POSIX Regular Expression Funnyness

Doug Gwyn gwyn at smoke.BRL.MIL
Fri Jan 27 10:05:48 AEST 1989


In article <4118f7b1.ae48 at apollo.COM> arnold at apollo.COM (Ken Arnold) writes:
>The POSIX proposal [] has a rework of regular expressions.  ...
>"[.ch.]" is the character string ch treated as a single character
>(which is useful for sorting in many languages), ...

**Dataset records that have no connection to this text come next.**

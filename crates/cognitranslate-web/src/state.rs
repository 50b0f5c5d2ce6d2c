use anyhow::Result;
use cognitranslate_core::{AppConfig, CogniTranslator, TranslationOutcome, progress_message};
use std::collections::HashMap;
use std::sync::Arc;
use std::sync::atomic::{AtomicBool, AtomicUsize, Ordering};
use std::time::{Duration, Instant};
use tokio::sync::RwLock;
use uuid::Uuid;

/// Jobs older than this are dropped by the cleanup sweep.
pub const JOB_MAX_AGE: Duration = Duration::from_secs(3600);

/// A translation request and, once finished, its result
pub struct Job {
    pub source_label: String,
    pub created_at: Instant,
    pub progress: Arc<TranslateJob>,
}

/// Progress tracking shared between the worker task and the SSE stream
pub struct TranslateJob {
    /// Shown until the first chunk is translated
    pub stage: &'static str,
    pub current: AtomicUsize,
    pub total: AtomicUsize,
    pub done: AtomicBool,
    pub error: RwLock<Option<String>>,
    pub outcome: RwLock<Option<Arc<TranslationOutcome>>>,
}

impl TranslateJob {
    pub fn new(stage: &'static str) -> Self {
        Self {
            stage,
            current: AtomicUsize::new(0),
            total: AtomicUsize::new(0),
            done: AtomicBool::new(false),
            error: RwLock::new(None),
            outcome: RwLock::new(None),
        }
    }

    /// Record that `current` of `total` chunks are translated.
    pub fn set_progress(&self, current: usize, total: usize) {
        self.total.store(total, Ordering::SeqCst);
        self.current.store(current, Ordering::SeqCst);
    }

    pub fn progress(&self) -> (usize, usize) {
        (
            self.current.load(Ordering::SeqCst),
            self.total.load(Ordering::SeqCst),
        )
    }

    /// Human-readable status line for the progress bar.
    pub fn message(&self) -> String {
        let (current, total) = self.progress();
        progress_message(self.stage, current, total)
    }

    pub fn is_done(&self) -> bool {
        self.done.load(Ordering::SeqCst)
    }

    pub fn mark_done(&self) {
        self.done.store(true, Ordering::SeqCst);
    }

    pub async fn finish(&self, outcome: TranslationOutcome) {
        *self.outcome.write().await = Some(Arc::new(outcome));
        self.mark_done();
    }

    pub async fn fail(&self, error: String) {
        *self.error.write().await = Some(error);
        self.mark_done();
    }

    pub async fn get_error(&self) -> Option<String> {
        self.error.read().await.clone()
    }

    pub async fn get_outcome(&self) -> Option<Arc<TranslationOutcome>> {
        self.outcome.read().await.clone()
    }
}

/// Global application state
pub struct AppState {
    /// Jobs indexed by UUID
    jobs: RwLock<HashMap<Uuid, Job>>,
    /// Shared pipeline; its chunk cache outlives individual jobs
    pub translator: Arc<CogniTranslator>,
}

impl AppState {
    pub fn new(config: AppConfig) -> Result<Self> {
        let translator = CogniTranslator::new(config)
            .map_err(|e| anyhow::anyhow!("Failed to create translator: {e}"))?;
        Ok(Self::with_translator(translator))
    }

    pub fn with_translator(translator: CogniTranslator) -> Self {
        Self {
            jobs: RwLock::new(HashMap::new()),
            translator: Arc::new(translator),
        }
    }

    /// Register a new job and return its ID.
    pub async fn create_job(&self, source_label: String, progress: Arc<TranslateJob>) -> Uuid {
        let id = Uuid::new_v4();
        let job = Job {
            source_label,
            created_at: Instant::now(),
            progress,
        };
        self.jobs.write().await.insert(id, job);
        id
    }

    /// Get a job by ID string.
    ///
    /// Returns `None` if the ID is not a valid UUID or the job doesn't exist.
    pub async fn get_job(&self, id: &str) -> Option<JobRef<'_>> {
        let uuid = Uuid::parse_str(id).ok()?;
        let jobs = self.jobs.read().await;
        jobs.contains_key(&uuid).then_some(JobRef {
            id: uuid,
            state: self,
        })
    }

    pub async fn job_count(&self) -> usize {
        self.jobs.read().await.len()
    }

    /// Drop jobs older than `max_age`, returning how many were removed.
    pub async fn cleanup_old_jobs(&self, max_age: Duration) -> usize {
        let mut jobs = self.jobs.write().await;
        let now = Instant::now();
        let before = jobs.len();

        jobs.retain(|_, job| now.duration_since(job.created_at) < max_age);

        before - jobs.len()
    }
}

/// A borrowed reference to a job.
///
/// Locks are taken only inside the synchronous closures, so no guard is
/// ever held across an `.await`.
pub struct JobRef<'a> {
    id: Uuid,
    state: &'a AppState,
}

impl JobRef<'_> {
    pub const fn id(&self) -> Uuid {
        self.id
    }

    /// Access job data within a closure while holding a read lock.
    pub async fn with_job<F, R>(&self, f: F) -> Option<R>
    where
        F: FnOnce(&Job) -> R,
    {
        let jobs = self.state.jobs.read().await;
        jobs.get(&self.id).map(f)
    }
}

#[cfg(test)]
#[allow(clippy::unwrap_used)]
mod tests {
    use super::*;
    use cognitranslate_core::config::CacheConfig;

    fn test_state() -> AppState {
        let config = AppConfig {
            cache: CacheConfig {
                memory_enabled: false,
                disk_enabled: false,
                ..Default::default()
            },
            ..Default::default()
        };
        AppState::new(config).unwrap()
    }

    #[test]
    fn test_progress_message() {
        let job = TranslateJob::new("Processing PDF...");
        assert_eq!(job.message(), "Processing PDF...");

        job.set_progress(0, 3);
        assert_eq!(job.message(), "Translating chunk 1 of 3");

        job.set_progress(2, 3);
        assert_eq!(job.message(), "Translating chunk 3 of 3");

        job.set_progress(3, 3);
        assert_eq!(job.message(), "Translated 3 chunks");

        let single = TranslateJob::new("Processing Website...");
        single.set_progress(0, 1);
        assert_eq!(single.message(), "Translating chunk 1 of 1");
        single.set_progress(1, 1);
        assert_eq!(single.message(), "Translated 1 chunk");
    }

    #[tokio::test]
    async fn test_fail_marks_done() {
        let job = TranslateJob::new("Processing Website...");
        job.fail("Error scraping website: boom".to_string()).await;
        assert!(job.is_done());
        assert_eq!(job.get_error().await.as_deref(), Some("Error scraping website: boom"));
        assert!(job.get_outcome().await.is_none());
    }

    #[tokio::test]
    async fn test_job_lookup() {
        let state = test_state();
        let id = state
            .create_job(
                "paper.pdf".to_string(),
                Arc::new(TranslateJob::new("Processing PDF...")),
            )
            .await;

        let job = state.get_job(&id.to_string()).await.unwrap();
        assert_eq!(job.id(), id);
        let label = job.with_job(|j| j.source_label.clone()).await;
        assert_eq!(label.as_deref(), Some("paper.pdf"));

        assert!(state.get_job("not-a-uuid").await.is_none());
        assert!(state.get_job(&Uuid::new_v4().to_string()).await.is_none());
    }

    #[tokio::test]
    async fn test_cleanup_drops_expired_jobs() {
        let state = test_state();
        state
            .create_job(
                "https://example.com".to_string(),
                Arc::new(TranslateJob::new("Processing Website...")),
            )
            .await;

        assert_eq!(state.cleanup_old_jobs(JOB_MAX_AGE).await, 0);
        assert_eq!(state.job_count().await, 1);

        assert_eq!(state.cleanup_old_jobs(Duration::ZERO).await, 1);
        assert_eq!(state.job_count().await, 0);
    }
}
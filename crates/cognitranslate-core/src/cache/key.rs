use crate::config::Lang;

/// Identity of one translated chunk: 32 hex chars of MD5 over the chunk,
/// the backend name (case-insensitive), the model and the language pair.
#[derive(Debug, Clone, PartialEq, Eq, Hash)]
pub struct CacheKey(String);

impl CacheKey {
    pub fn new(chunk: &str, translator: &str, model: &str, source: &Lang, target: &Lang) -> Self {
        let translator = translator.to_lowercase();
        let mut hasher = md5::Context::new();
        for (i, part) in [chunk, translator.as_str(), model, source.as_str(), target.as_str()]
            .into_iter()
            .enumerate()
        {
            // NUL between fields so ("ab", "c") and ("a", "bc") differ
            if i > 0 {
                hasher.consume([0u8]);
            }
            hasher.consume(part.as_bytes());
        }
        Self(format!("{:x}", hasher.compute()))
    }

    pub fn as_str(&self) -> &str {
        &self.0
    }
}

impl std::fmt::Display for CacheKey {
    fn fmt(&self, f: &mut std::fmt::Formatter<'_>) -> std::fmt::Result {
        f.write_str(&self.0)
    }
}
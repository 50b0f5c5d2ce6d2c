//! Translation route - accepts the form and starts a background job.

use askama::Template;
use axum::{extract::State, http::StatusCode, response::Response};
use axum_extra::extract::Multipart;
use bytes::Bytes;
use cognitranslate_core::{DEFAULT_TARGET_LANG, Lang, ProgressCallback, Source};
use std::sync::Arc;
use tracing::{error, info};

use crate::helpers::{OptionExt, ResultExt, RouteResult, html_response, parse_target};
use crate::state::{AppState, TranslateJob};
use crate::templates::ProgressTemplate;

/// Fields collected from the multipart form.
#[derive(Default)]
struct TranslateForm {
    source: Option<String>,
    target: Option<String>,
    filename: Option<String>,
    file: Option<Bytes>,
    url: Option<String>,
}

impl TranslateForm {
    async fn read(mut multipart: Multipart) -> RouteResult<Self> {
        let mut form = Self::default();

        while let Some(field) = multipart.next_field().await.or_bad_request()? {
            let name = field.name().unwrap_or_default().to_string();
            match name.as_str() {
                "source" => form.source = Some(field.text().await.or_bad_request()?),
                "target" => form.target = Some(field.text().await.or_bad_request()?),
                "url" => form.url = Some(field.text().await.or_bad_request()?),
                "file" => {
                    form.filename = field.file_name().map(ToString::to_string);
                    form.file = Some(field.bytes().await.or_bad_request()?);
                }
                _ => {}
            }
        }

        Ok(form)
    }

    /// Validate the form into a source and target language.
    fn into_request(self) -> RouteResult<(Source, Lang)> {
        let target = parse_target(self.target.as_deref().unwrap_or(DEFAULT_TARGET_LANG))?;

        let source = match self.source.as_deref().map(str::trim) {
            Some("pdf") | None => {
                let bytes = self
                    .file
                    .filter(|b| !b.is_empty())
                    .or_bad_request("Please upload a PDF file")?;
                Source::Pdf {
                    filename: self
                        .filename
                        .filter(|f| !f.is_empty())
                        .unwrap_or_else(|| "document.pdf".to_string()),
                    bytes,
                }
            }
            Some("website") => {
                let url = self
                    .url
                    .map(|u| u.trim().to_string())
                    .filter(|u| !u.is_empty())
                    .or_bad_request("Please enter a URL")?;
                Source::Web { url }
            }
            Some(other) => {
                return Err((StatusCode::BAD_REQUEST, format!("Unknown source: {other}")));
            }
        };

        Ok((source, target))
    }
}

/// Start a translation job - returns progress HTML with SSE connection.
///
/// Returns 202 Accepted (async operation started, not completed).
/// HTMX: Replaces `#job-area`, connects to the job's SSE stream.
pub async fn start_translation(
    State(state): State<Arc<AppState>>,
    multipart: Multipart,
) -> RouteResult<Response> {
    let (source, target) = TranslateForm::read(multipart).await?.into_request()?;

    let job = Arc::new(TranslateJob::new(source.stage()));
    let job_id = state
        .create_job(source.label().to_string(), Arc::clone(&job))
        .await;

    info!("Created job {} for {} -> {}", job_id, source.label(), target);

    let translator = Arc::clone(&state.translator);
    let job_clone = Arc::clone(&job);

    // Spawn background translation task
    tokio::spawn(async move {
        let progress_job = Arc::clone(&job_clone);
        let progress: ProgressCallback =
            Box::new(move |done, total| progress_job.set_progress(done, total));

        match translator.run(&source, &target, Some(progress)).await {
            Ok(outcome) => job_clone.finish(outcome).await,
            Err(e) => {
                error!("Job {} failed: {}", job_id, e);
                job_clone.fail(e.user_message()).await;
            }
        }
    });

    let template = ProgressTemplate::new(job_id, 0, 0, job.message(), true);
    let html = template.render().or_internal_error()?;

    // 202 Accepted: async operation started but not completed
    html_response(StatusCode::ACCEPTED, html)
}

#[cfg(test)]
#[allow(clippy::unwrap_used)]
mod tests {
    use super::*;

    #[test]
    fn test_pdf_form_requires_file() {
        let form = TranslateForm {
            source: Some("pdf".to_string()),
            target: Some("fr".to_string()),
            ..Default::default()
        };
        let (status, message) = form.into_request().unwrap_err();
        assert_eq!(status, StatusCode::BAD_REQUEST);
        assert_eq!(message, "Please upload a PDF file");
    }

    #[test]
    fn test_website_form() {
        let form = TranslateForm {
            source: Some("website".to_string()),
            target: Some("pt".to_string()),
            url: Some(" https://neurosciencenews.com/ ".to_string()),
            ..Default::default()
        };
        let (source, target) = form.into_request().unwrap();
        assert_eq!(target.as_str(), "pt");
        assert!(matches!(source, Source::Web { ref url } if url == "https://neurosciencenews.com/"));
    }

    #[test]
    fn test_website_form_requires_url() {
        let form = TranslateForm {
            source: Some("website".to_string()),
            url: Some("  ".to_string()),
            ..Default::default()
        };
        assert_eq!(form.into_request().unwrap_err().1, "Please enter a URL");
    }

    #[test]
    fn test_pdf_form_defaults_filename() {
        let form = TranslateForm {
            source: Some("pdf".to_string()),
            target: Some("es".to_string()),
            file: Some(Bytes::from_static(b"%PDF-1.4")),
            ..Default::default()
        };
        let (source, _) = form.into_request().unwrap();
        assert_eq!(source.label(), "document.pdf");
    }

    #[test]
    fn test_unsupported_target_rejected() {
        let form = TranslateForm {
            source: Some("website".to_string()),
            target: Some("de".to_string()),
            url: Some("https://example.com".to_string()),
            ..Default::default()
        };
        assert_eq!(form.into_request().unwrap_err().0, StatusCode::BAD_REQUEST);
    }
}
//! Helper types and traits for cleaner route handlers.
//!
//! Provides extension traits for converting `Option` and `Result` types
//! into HTTP-appropriate error responses.

use axum::body::Body;
use axum::http::{StatusCode, header};
use axum::response::Response;
use cognitranslate_core::{Lang, is_supported_target};

/// Standard result type for route handlers.
pub type RouteResult<T> = Result<T, (StatusCode, String)>;

/// Extension trait for converting `Option<T>` to `RouteResult<T>`.
pub trait OptionExt<T> {
    /// Returns the contained value or a 404 Not Found error.
    fn or_not_found(self, msg: &str) -> RouteResult<T>;

    /// Returns the contained value or a 400 Bad Request error.
    fn or_bad_request(self, msg: &str) -> RouteResult<T>;
}

impl<T> OptionExt<T> for Option<T> {
    fn or_not_found(self, msg: &str) -> RouteResult<T> {
        self.ok_or_else(|| (StatusCode::NOT_FOUND, msg.to_string()))
    }

    fn or_bad_request(self, msg: &str) -> RouteResult<T> {
        self.ok_or_else(|| (StatusCode::BAD_REQUEST, msg.to_string()))
    }
}

/// Extension trait for converting `Result<T, E>` to `RouteResult<T>`.
pub trait ResultExt<T, E: std::fmt::Display> {
    /// Converts the error to 500 Internal Server Error.
    fn or_internal_error(self) -> RouteResult<T>;

    /// Converts the error to 400 Bad Request.
    fn or_bad_request(self) -> RouteResult<T>;
}

impl<T, E: std::fmt::Display> ResultExt<T, E> for Result<T, E> {
    fn or_internal_error(self) -> RouteResult<T> {
        self.map_err(|e| (StatusCode::INTERNAL_SERVER_ERROR, e.to_string()))
    }

    fn or_bad_request(self) -> RouteResult<T> {
        self.map_err(|e| (StatusCode::BAD_REQUEST, e.to_string()))
    }
}

/// Validate a target language code from a form.
///
/// Returns 400 Bad Request for anything outside the supported targets.
pub fn parse_target(code: &str) -> RouteResult<Lang> {
    let code = code.trim();
    if is_supported_target(code) {
        Ok(Lang::new(code))
    } else {
        Err((
            StatusCode::BAD_REQUEST,
            format!("Unsupported target language: {code}"),
        ))
    }
}

/// Build an HTML response with the given status.
pub fn html_response(status: StatusCode, html: String) -> RouteResult<Response> {
    Response::builder()
        .status(status)
        .header(header::CONTENT_TYPE, "text/html; charset=utf-8")
        .body(Body::from(html))
        .or_internal_error()
}

#[cfg(test)]
#[allow(clippy::unwrap_used)]
mod tests {
    use super::*;

    #[test]
    fn test_parse_target() {
        assert_eq!(parse_target(" pt ").unwrap().as_str(), "pt");
        let (status, message) = parse_target("de").unwrap_err();
        assert_eq!(status, StatusCode::BAD_REQUEST);
        assert!(message.contains("de"));
    }

    #[test]
    fn test_option_ext() {
        let missing: Option<u8> = None;
        assert_eq!(missing.or_not_found("Job not found").unwrap_err().0, StatusCode::NOT_FOUND);
        assert_eq!(Some(1).or_bad_request("x").unwrap(), 1);
    }
}
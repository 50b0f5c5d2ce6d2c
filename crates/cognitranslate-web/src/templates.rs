//! Askama templates for HTMX responses.
//!
//! - `base.html` - Common layout with CSS/JS
//! - `index.html` - The single page: source picker, language picker, results area
//! - `partials/progress.html` - Progress bar, connects to the job's SSE stream
//! - `partials/result.html` - Preview with copy and download actions
//! - `partials/error.html` - Error message for a failed job

use askama::Template;
use askama_web::WebTemplate;
use cognitranslate_core::{
    DEFAULT_TARGET_LANG, LanguageOption, TranslationOutcome, download_stem, language_name,
    target_languages,
};
use uuid::Uuid;

/// Characters of translated text shown before the preview is cut.
const PREVIEW_CHARS: usize = 5000;

// =============================================================================
// Full Page Templates
// =============================================================================

/// The application page.
#[derive(Template, WebTemplate)]
#[template(path = "index.html")]
pub struct IndexTemplate {
    pub target_languages: Vec<LanguageOption>,
    pub default_target: &'static str,
}

impl Default for IndexTemplate {
    fn default() -> Self {
        Self {
            target_languages: target_languages(),
            default_target: DEFAULT_TARGET_LANG,
        }
    }
}

// =============================================================================
// Fragment Templates (HTMX partial responses)
// =============================================================================

/// Progress bar for a running job.
///
/// The first render (`connect = true`) opens the SSE connection; stream
/// updates re-render only the bar.
#[derive(Template, WebTemplate)]
#[template(path = "partials/progress.html")]
pub struct ProgressTemplate {
    pub job_id: Uuid,
    pub current: usize,
    pub total: usize,
    pub message: String,
    pub connect: bool,
}

impl ProgressTemplate {
    #[allow(clippy::missing_const_for_fn)] // String fields prevent const
    pub fn new(job_id: Uuid, current: usize, total: usize, message: String, connect: bool) -> Self {
        Self {
            job_id,
            current,
            total,
            message,
            connect,
        }
    }

    /// Percentage complete (0-100).
    pub const fn percent(&self) -> usize {
        if self.total > 0 {
            (self.current * 100) / self.total
        } else {
            0
        }
    }
}

/// Finished translation: preview, copy button and download link.
#[derive(Template, WebTemplate)]
#[template(path = "partials/result.html")]
pub struct ResultTemplate {
    pub job_id: Uuid,
    pub source_label: String,
    pub target_name: &'static str,
    pub model: String,
    pub preview: String,
    pub truncated: bool,
    pub chunk_count: usize,
    pub cached_chunks: usize,
    pub download_name: String,
}

impl ResultTemplate {
    pub fn new(job_id: Uuid, outcome: &TranslationOutcome) -> Self {
        let truncated = outcome.translated_text.chars().count() > PREVIEW_CHARS;
        let preview = if truncated {
            outcome.translated_text.chars().take(PREVIEW_CHARS).collect()
        } else {
            outcome.translated_text.clone()
        };

        Self {
            job_id,
            source_label: outcome.source_label.clone(),
            target_name: language_name(outcome.target.as_str()),
            model: outcome.model.clone(),
            preview,
            truncated,
            chunk_count: outcome.chunk_count,
            cached_chunks: outcome.cached_chunks,
            download_name: download_filename(&outcome.source_label),
        }
    }
}

/// Error shown in place of the result.
#[derive(Template, WebTemplate)]
#[template(path = "partials/error.html")]
pub struct ErrorTemplate {
    pub message: String,
}

/// File name offered for the translated PDF.
pub fn download_filename(source_label: &str) -> String {
    format!("translated_{}.pdf", download_stem(source_label))
}
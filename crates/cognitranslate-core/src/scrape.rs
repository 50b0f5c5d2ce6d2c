//! Web page text extraction.
//!
//! Only paragraph text is kept: every `<p>` element in document order,
//! joined by single spaces. Navigation, headings and scripts are ignored.

use reqwest::Client;
use scraper::{Html, Selector};
use std::sync::LazyLock;
use std::time::Duration;
use tracing::{debug, info};
use url::Url;

use crate::config::ScraperConfig;
use crate::error::{Error, Result};

#[allow(clippy::expect_used)]
static PARAGRAPH: LazyLock<Selector> =
    LazyLock::new(|| Selector::parse("p").expect("static selector is valid"));

#[allow(clippy::expect_used)]
static TITLE: LazyLock<Selector> =
    LazyLock::new(|| Selector::parse("title").expect("static selector is valid"));

/// Text pulled from a web page.
#[derive(Debug, Clone)]
pub struct ScrapedPage {
    pub url: Url,
    pub title: Option<String>,
    pub text: String,
}

/// Fetches pages and extracts their paragraph text.
pub struct WebScraper {
    client: Client,
}

impl WebScraper {
    /// Create a scraper with the configured timeout and user agent.
    ///
    /// # Panics
    /// Panics if the HTTP client cannot be created (TLS backend unavailable).
    #[allow(clippy::expect_used)]
    pub fn new(config: &ScraperConfig) -> Self {
        let client = Client::builder()
            .timeout(Duration::from_secs(config.timeout_secs))
            .user_agent(config.user_agent.clone())
            .build()
            .expect("Failed to create HTTP client");

        Self { client }
    }

    /// Fetch `url` and return its paragraph text.
    pub async fn scrape(&self, url: &str) -> Result<ScrapedPage> {
        let url = parse_http_url(url)?;
        info!("Fetching {}", url);

        let response = self
            .client
            .get(url.clone())
            .send()
            .await
            .map_err(|e| Error::ScrapeRequest {
                url: url.to_string(),
                reason: if e.is_timeout() {
                    "request timed out".to_string()
                } else {
                    e.to_string()
                },
            })?;

        let status = response.status();
        if !status.is_success() {
            return Err(Error::ScrapeStatus {
                url: url.to_string(),
                status: status.as_u16(),
            });
        }

        let html = response.text().await.map_err(|e| Error::ScrapeRequest {
            url: url.to_string(),
            reason: format!("failed to read body: {e}"),
        })?;

        let document = Html::parse_document(&html);
        let text = paragraph_text(&document);
        let title = page_title(&document);
        debug!("Extracted {} characters from {}", text.chars().count(), url);

        Ok(ScrapedPage { url, title, text })
    }
}

/// Parse and check that `raw` is an absolute http(s) URL.
pub fn parse_http_url(raw: &str) -> Result<Url> {
    let trimmed = raw.trim();
    let url = Url::parse(trimmed).map_err(|e| Error::InvalidUrl {
        url: trimmed.to_string(),
        reason: e.to_string(),
    })?;

    match url.scheme() {
        "http" | "https" => Ok(url),
        other => Err(Error::InvalidUrl {
            url: trimmed.to_string(),
            reason: format!("unsupported scheme '{other}'"),
        }),
    }
}

/// Text of every `<p>` element in `html`, joined by single spaces.
pub fn extract_paragraphs(html: &str) -> String {
    paragraph_text(&Html::parse_document(html))
}

fn paragraph_text(document: &Html) -> String {
    document
        .select(&PARAGRAPH)
        .map(|p| p.text().collect::<String>())
        .collect::<Vec<_>>()
        .join(" ")
}

fn page_title(document: &Html) -> Option<String> {
    document
        .select(&TITLE)
        .next()
        .map(|t| t.text().collect::<String>().trim().to_string())
        .filter(|t| !t.is_empty())
}
//! JSON-over-HTTP request loop shared by the inference backends.

use reqwest::{Client, StatusCode};
use serde::Serialize;
use serde::de::DeserializeOwned;
use std::time::Duration;
use tracing::{debug, error, warn};

use crate::error::{Error, Result};

/// Wait applied to a 429 without a usable `Retry-After` header.
const DEFAULT_RATE_LIMIT_WAIT: Duration = Duration::from_secs(5);

/// Upper bound on how long we honour a server-suggested wait.
const MAX_SERVER_WAIT: Duration = Duration::from_secs(60);

/// How often and how patiently to retry a request.
#[derive(Debug, Clone, Copy)]
pub struct RetryPolicy {
    pub attempts: u32,
    pub delay: Duration,
}

impl RetryPolicy {
    pub const fn new(attempts: u32, delay_ms: u64) -> Self {
        Self {
            attempts,
            delay: Duration::from_millis(delay_ms),
        }
    }
}

/// Build the HTTP client used by inference backends.
///
/// # Panics
/// Panics if the HTTP client cannot be created (TLS backend unavailable).
#[allow(clippy::expect_used)]
pub fn build_client(timeout_secs: u64) -> Client {
    Client::builder()
        .timeout(Duration::from_secs(timeout_secs))
        .build()
        .expect("Failed to create HTTP client")
}

/// POST `body` as JSON and decode the JSON response, retrying per `policy`.
///
/// 429 honours `Retry-After`; 503 (model still loading) honours the
/// `estimated_time` field of the error body. Other 4xx responses are not
/// retried.
pub async fn post_json_with_retry<Req, Resp>(
    client: &Client,
    url: &str,
    api_key: Option<&str>,
    body: &Req,
    policy: RetryPolicy,
) -> Result<Resp>
where
    Req: Serialize + ?Sized + Sync,
    Resp: DeserializeOwned,
{
    let attempts = policy.attempts.max(1);
    let mut last_error = None;

    for attempt in 0..attempts {
        let is_last = attempt + 1 == attempts;
        debug!("Inference request attempt {}/{} to {}", attempt + 1, attempts, url);

        let mut request = client.post(url).json(body);
        if let Some(key) = api_key {
            request = request.bearer_auth(key);
        }

        let mut wait = policy.delay;

        match request.send().await {
            Ok(response) => {
                let status = response.status();

                if status.is_success() {
                    match response.json::<Resp>().await {
                        Ok(parsed) => return Ok(parsed),
                        Err(e) => {
                            warn!("Failed to parse response: {}", e);
                            last_error = Some(Error::TranslationInvalidResponse(e.to_string()));
                        }
                    }
                } else if status == StatusCode::TOO_MANY_REQUESTS {
                    let retry_after = response
                        .headers()
                        .get(reqwest::header::RETRY_AFTER)
                        .and_then(|v| v.to_str().ok())
                        .and_then(|v| v.trim().parse::<u64>().ok());

                    warn!("Rate limited, retry after {:?}s", retry_after);
                    last_error = Some(Error::TranslationRateLimited { retry_after });
                    wait = retry_after
                        .map_or(DEFAULT_RATE_LIMIT_WAIT, Duration::from_secs)
                        .min(MAX_SERVER_WAIT);
                } else if status == StatusCode::SERVICE_UNAVAILABLE {
                    let body = response.text().await.unwrap_or_default();
                    if let Some(estimate) = estimated_wait(&body) {
                        wait = estimate;
                    }
                    warn!("Model unavailable (HTTP 503), waiting {:?}", wait);
                    last_error = Some(Error::TranslationRequest(format!("HTTP {status}: {body}")));
                } else {
                    let body = response.text().await.unwrap_or_default();
                    warn!("API error: {} - {}", status, body);
                    last_error = Some(Error::TranslationRequest(format!("HTTP {status}: {body}")));

                    if status.is_client_error() && status != StatusCode::REQUEST_TIMEOUT {
                        break;
                    }
                }
            }
            Err(e) => {
                warn!("Request failed: {}", e);
                last_error = Some(if e.is_timeout() {
                    Error::TranslationTimeout
                } else {
                    Error::TranslationRequest(e.to_string())
                });
            }
        }

        if !is_last {
            tokio::time::sleep(wait).await;
        }
    }

    error!("Inference request to {} failed after {} attempt(s)", url, attempts);
    Err(last_error.unwrap_or(Error::TranslationMaxRetriesExceeded))
}

/// `estimated_time` (seconds) from a Hugging Face style "model loading" body.
fn estimated_wait(body: &str) -> Option<Duration> {
    let value: serde_json::Value = serde_json::from_str(body).ok()?;
    let seconds = value.get("estimated_time")?.as_f64()?;
    if !seconds.is_finite() || seconds < 0.0 {
        return None;
    }
    Some(Duration::from_secs_f64(seconds).min(MAX_SERVER_WAIT))
}
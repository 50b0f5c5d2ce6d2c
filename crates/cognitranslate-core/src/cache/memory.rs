use moka::future::Cache;
use std::time::Duration;

use super::CacheKey;
use crate::config::CacheConfig;

/// Hot tier of the chunk cache.
///
/// Capacity is counted in bytes of translated text, so a handful of long
/// chunks can evict many short ones.
pub struct MemoryCache {
    chunks: Cache<CacheKey, String>,
}

impl MemoryCache {
    pub fn new(config: &CacheConfig) -> Self {
        let capacity = config.memory_max_mb.saturating_mul(1024 * 1024);
        let builder = Cache::builder()
            .max_capacity(capacity)
            .weigher(|_: &CacheKey, translated: &String| {
                u32::try_from(translated.len()).unwrap_or(u32::MAX)
            });

        let chunks = match config.memory_ttl_seconds {
            0 => builder.build(),
            ttl => builder.time_to_live(Duration::from_secs(ttl)).build(),
        };

        Self { chunks }
    }

    pub async fn get(&self, key: &CacheKey) -> Option<String> {
        self.chunks.get(key).await
    }

    pub async fn insert(&self, key: CacheKey, translated: String) {
        self.chunks.insert(key, translated).await;
    }

    pub fn clear(&self) {
        self.chunks.invalidate_all();
    }
}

This seems totally wrong to me.  The pattern argument should consist
of what ANSI C terms "multibyte characters", in which case no special
indicators are required to take care of this.  It looks like somebody
wants to pander to existing sick implementations of foreign character
sets instead of moving toward everybody doing it right (or at least,
the same way!).

>What seems like a serious problem to me is that the required nesting
>makes the new expressions more difficult to use.  Further, misuse of
>them in this kind of obvious way leads to silent misbehavior from which
>it is difficult to surmise the bug.

More interestingly, it's still not fully upward compatible, because
existing greps also already assign a meaning to '[[:alpha:]]'.  If an
incompatible change is to be made, best to engineer it carefully rather
than worry about preserving compatibility with existing practice when
that isn't going to be attained anyway.

I hope the 1003.2 guys are looking into Rob Pike's extended regular
expressions as used in "sam", or the ones the "gre" implementors have
come up with.  There is a LOT of existing practical experience that
should be drawn on.

The more pressing question is, why is a standard for this being
attempted if it's premature?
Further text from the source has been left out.